Dalam perspektif media, ada beberapa langkah yang bisa dilakukan untuk mencegah stigma dan diskriminasi terhadap ODHA. Pertama, penggunaan bahasa yang lebih manusiawi dan tidak menghakimi dalam pemberitaan. Misalnya, mengganti istilah “penderita HIV/AIDS” dengan “Orang dengan HIV/AIDS” (ODHA), yang lebih netral dan tidak menimbulkan kesan negatif. Kedua, media perlu lebih banyak mengangkat cerita inspiratif tentang ODHA yang mampu hidup sehat dan berkarya, sehingga masyarakat tidak lagi melihat HIV sebagai sesuatu yang menakutkan atau tabu.
Ketiga, jurnalis harus memastikan bahwa berita yang disajikan berbasis fakta dan tidak hanya mengandalkan sensasi. Banyak kasus di mana media hanya berfokus pada aspek negatif dari HIV/AIDS, seperti kaitannya dengan narkoba atau seks bebas, tanpa memberikan edukasi yang cukup tentang pencegahan dan pengobatan. Hal ini justru memperkuat stigma dan membuat masyarakat semakin takut untuk mencari informasi yang benar atau melakukan tes HIV.
Keempat, media dapat berperan aktif dalam kampanye edukasi, bekerja sama dengan organisasi kesehatan, pemerintah, maupun komunitas ODHA. Pelatihan seperti yang dilakukan oleh YPKT dan AHF adalah contoh nyata bagaimana media bisa dibekali dengan wawasan yang benar sehingga dapat menyebarkan informasi yang lebih bertanggung jawab.
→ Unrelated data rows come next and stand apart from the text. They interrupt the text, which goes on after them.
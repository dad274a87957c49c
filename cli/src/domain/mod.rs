//! Domain layer: pure business logic, types, and validation.
//!
//! This module has zero imports from `crate::infra`, `crate::commands`,
//! `crate::application`, `tokio`, `std::fs`, `std::process`, or `std::net`.
//! All functions are synchronous and take data in, returning data out.

pub mod apps;
pub mod auth;
pub mod config;
pub mod detect;
pub mod error;
pub mod gpu;
pub mod messages;
pub mod mode;
pub mod render;
pub mod template;

pub use auth::{AuthSource, DetectedAuth, ModalAuthConfig};
pub use config::{ToolConfig, validate_config_key, validate_config_value};
pub use error::{AuthError, ConfigError, DeployError, TemplateError};
pub use gpu::GpuSpec;
pub use mode::DeploymentMode;
pub use template::{RemoteFunctionConfig, TemplateConfig};
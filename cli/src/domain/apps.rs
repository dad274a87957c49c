//! Parsing of `modal` CLI output: deployed app listings and deploy URLs.

use std::sync::LazyLock;

use anyhow::{Context, Result};
use regex::Regex;
use serde::Deserialize;

use crate::domain::error::DeployError;

/// First `https://…modal.run` URL in deploy output.
static URL_RE: LazyLock<Regex> = LazyLock::new(|| {
    #[allow(clippy::expect_used)]
    Regex::new(r"https://[A-Za-z0-9][A-Za-z0-9.-]*\.modal\.run(?:/[^\s'\x22<>)\]]*)?")
        .expect("valid regex")
});

/// ANSI escape sequences the modal CLI emits even when piped.
static ANSI_RE: LazyLock<Regex> = LazyLock::new(|| {
    #[allow(clippy::expect_used)]
    Regex::new(r"\x1b\[[0-9;?]*[A-Za-z]").expect("valid regex")
});

/// One row of `modal app list --json`.
#[derive(Debug, Clone, PartialEq, Eq, Deserialize)]
pub struct AppSummary {
    #[serde(rename = "App ID")]
    pub app_id: String,
    #[serde(rename = "Description", default)]
    pub description: String,
    #[serde(rename = "State", default)]
    pub state: String,
}

impl AppSummary {
    /// Whether the app is currently deployed (as opposed to stopped or ephemeral).
    #[must_use]
    pub fn is_deployed(&self) -> bool {
        self.state.to_ascii_lowercase().starts_with("deployed")
    }

    /// `description (app-id)` for selection menus.
    #[must_use]
    pub fn label(&self) -> String {
        if self.description.is_empty() {
            self.app_id.clone()
        } else {
            format!("{} ({})", self.description, self.app_id)
        }
    }
}

/// Parse `modal app list --json` stdout.
///
/// # Errors
///
/// Returns an error if the output is not a JSON array of app rows.
pub fn parse_app_list(stdout: &[u8]) -> Result<Vec<AppSummary>> {
    serde_json::from_slice(stdout).context("parsing modal app list output")
}

/// Deployed apps only, in listing order.
#[must_use]
pub fn deployed(apps: &[AppSummary]) -> Vec<AppSummary> {
    apps.iter().filter(|a| a.is_deployed()).cloned().collect()
}

/// Resolve which deployed app a command without an explicit id targets.
///
/// # Errors
///
/// `DeployError::NoDeployedApps` when none are deployed,
/// `DeployError::AmbiguousApp` when several are.
pub fn single_deployed(apps: &[AppSummary]) -> Result<AppSummary, DeployError> {
    let live = deployed(apps);
    match live.as_slice() {
        [] => Err(DeployError::NoDeployedApps),
        [one] => Ok(one.clone()),
        many => Err(DeployError::AmbiguousApp(
            many.iter()
                .map(|a| a.app_id.as_str())
                .collect::<Vec<_>>()
                .join(", "),
        )),
    }
}

/// Remove terminal escape sequences.
#[must_use]
pub fn strip_ansi(text: &str) -> String {
    ANSI_RE.replace_all(text, "").into_owned()
}

/// Extract the app URL from `modal deploy` output.
#[must_use]
pub fn extract_url(output: &str) -> Option<String> {
    let clean = strip_ansi(output);
    URL_RE
        .find(&clean)
        .map(|m| m.as_str().trim_end_matches(['.', ',', ';', ':']).to_string())
}
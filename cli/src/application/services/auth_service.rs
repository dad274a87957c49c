//! Application service: Modal credential detection and login.

use anyhow::{Context, Result};

use crate::application::ports::{CredentialProbe, CredentialStore, ModalAccount, ProgressReporter};
use crate::domain::auth::parse_modal_toml;
use crate::domain::{AuthError, AuthSource, DetectedAuth, ModalAuthConfig};

/// Find active credentials: environment, then `~/.modal.toml`, then the saved pair.
///
/// Malformed environment tokens are ignored with a debug log so a stale
/// shell export does not mask a working `~/.modal.toml`.
///
/// # Errors
///
/// Returns an error if `~/.modal.toml` or the saved credentials exist but
/// cannot be read.
pub fn detect(
    probe: &impl CredentialProbe,
    store: &impl CredentialStore,
) -> Result<Option<DetectedAuth>> {
    if let Some((id, secret)) = probe.env_tokens() {
        match ModalAuthConfig::new(&id, &secret, None) {
            Ok(config) => {
                return Ok(Some(DetectedAuth {
                    source: AuthSource::Environment,
                    config,
                }));
            }
            Err(e) => tracing::debug!("ignoring MODAL_TOKEN_* env vars: {e}"),
        }
    }

    if let Some(content) = probe.modal_toml()? {
        if let Some((profile, config)) = parse_modal_toml(&content)? {
            return Ok(Some(DetectedAuth {
                source: AuthSource::ModalToml { profile },
                config,
            }));
        }
    }

    Ok(store.load()?.map(|config| DetectedAuth {
        source: AuthSource::Stored,
        config,
    }))
}

/// Like [`detect`], but missing credentials are an error.
///
/// # Errors
///
/// Returns `AuthError::NotAuthenticated` when no source has credentials.
pub fn require(
    probe: &impl CredentialProbe,
    store: &impl CredentialStore,
) -> Result<DetectedAuth> {
    detect(probe, store)?.ok_or_else(|| AuthError::NotAuthenticated.into())
}

/// Register a token pair with the `modal` CLI and save it locally.
///
/// # Errors
///
/// Returns an error if `modal token set` fails or the pair cannot be saved.
pub async fn login_with_tokens(
    account: &impl ModalAccount,
    store: &impl CredentialStore,
    reporter: &impl ProgressReporter,
    auth: &ModalAuthConfig,
) -> Result<()> {
    reporter.step("Registering token with the modal CLI...");
    let output = account.set_token(auth).await?;
    if !output.status.success() {
        let stderr = String::from_utf8_lossy(&output.stderr);
        anyhow::bail!("modal token set failed: {}", stderr.trim());
    }
    store.save(auth).context("saving credentials")?;
    reporter.success(&format!("Token {} saved", auth.masked_token_id()));
    Ok(())
}

/// Run the interactive `modal setup` flow, then detect what it left behind.
///
/// # Errors
///
/// Returns an error if `modal setup` cannot run or exits non-zero, or
/// `AuthError::NotAuthenticated` if no credentials are found afterwards.
pub async fn interactive_setup(
    account: &impl ModalAccount,
    probe: &impl CredentialProbe,
    store: &impl CredentialStore,
    reporter: &impl ProgressReporter,
) -> Result<DetectedAuth> {
    reporter.step("Launching 'modal setup' (a browser window will open)...");
    let status = account.setup().await?;
    anyhow::ensure!(status.success(), "modal setup exited with {status}");
    let found = require(probe, store)?;
    reporter.success(&format!(
        "Authenticated ({} via {})",
        found.config.masked_token_id(),
        found.source
    ));
    Ok(found)
}
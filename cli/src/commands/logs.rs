//! `gradio-modal milk-logs`: stream logs of a deployed app.

use std::process::ExitCode;

use anyhow::Result;
use clap::Args;

use crate::app::AppContext;
use crate::application::services::app_service;
use crate::commands::kill::pick_app;
use crate::domain::apps::deployed;

/// Arguments for the milk-logs command.
#[derive(Args, Debug, Default)]
pub struct LogsArgs {
    /// App id or name (the only deployed app when omitted)
    pub app: Option<String>,
}

/// Run the milk-logs command. Streams until the user interrupts.
///
/// # Errors
///
/// Returns an error if no app can be chosen or `modal app logs` fails.
pub async fn run(app: &AppContext, args: LogsArgs) -> Result<ExitCode> {
    let modal = app.modal_with_detected_auth();

    let target = match args.app {
        Some(name) => name,
        None => {
            let apps = deployed(&app_service::list_apps(&modal).await?);
            pick_app(app, &apps)?.app_id
        }
    };

    app.output.info(&format!("Streaming logs for {target} (Ctrl-C to stop)"));
    app_service::stream_logs(&modal, &target).await?;
    Ok(ExitCode::SUCCESS)
}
Pada akhirnya, peran media dalam pemberitaan HIV/AIDS bukan hanya sekadar menyampaikan informasi, tetapi juga membentuk cara pandang masyarakat. Dengan pemberitaan yang akurat, adil, dan tidak diskriminatif, media dapat membantu menciptakan lingkungan yang lebih inklusif bagi ODHA. Saat media mulai mengubah cara mereka memberitakan HIV/AIDS, maka perlahan stigma dan diskriminasi akan berkurang, dan masyarakat akan semakin terbuka dalam menerima informasi yang benar.
Melalui pendekatan yang lebih humanis dan edukatif, media dapat menjadi garda terdepan dalam mengubah stigma menjadi empati, ketakutan menjadi pemahaman, dan diskriminasi menjadi dukungan. Sebab, di era informasi ini, cara kita berbicara tentang HIV/AIDS dapat menentukan masa depan para ODHA—apakah mereka akan terus dikucilkan, atau justru diterima sebagai bagian dari masyarakat yang berhak hidup dengan martabat yang sama.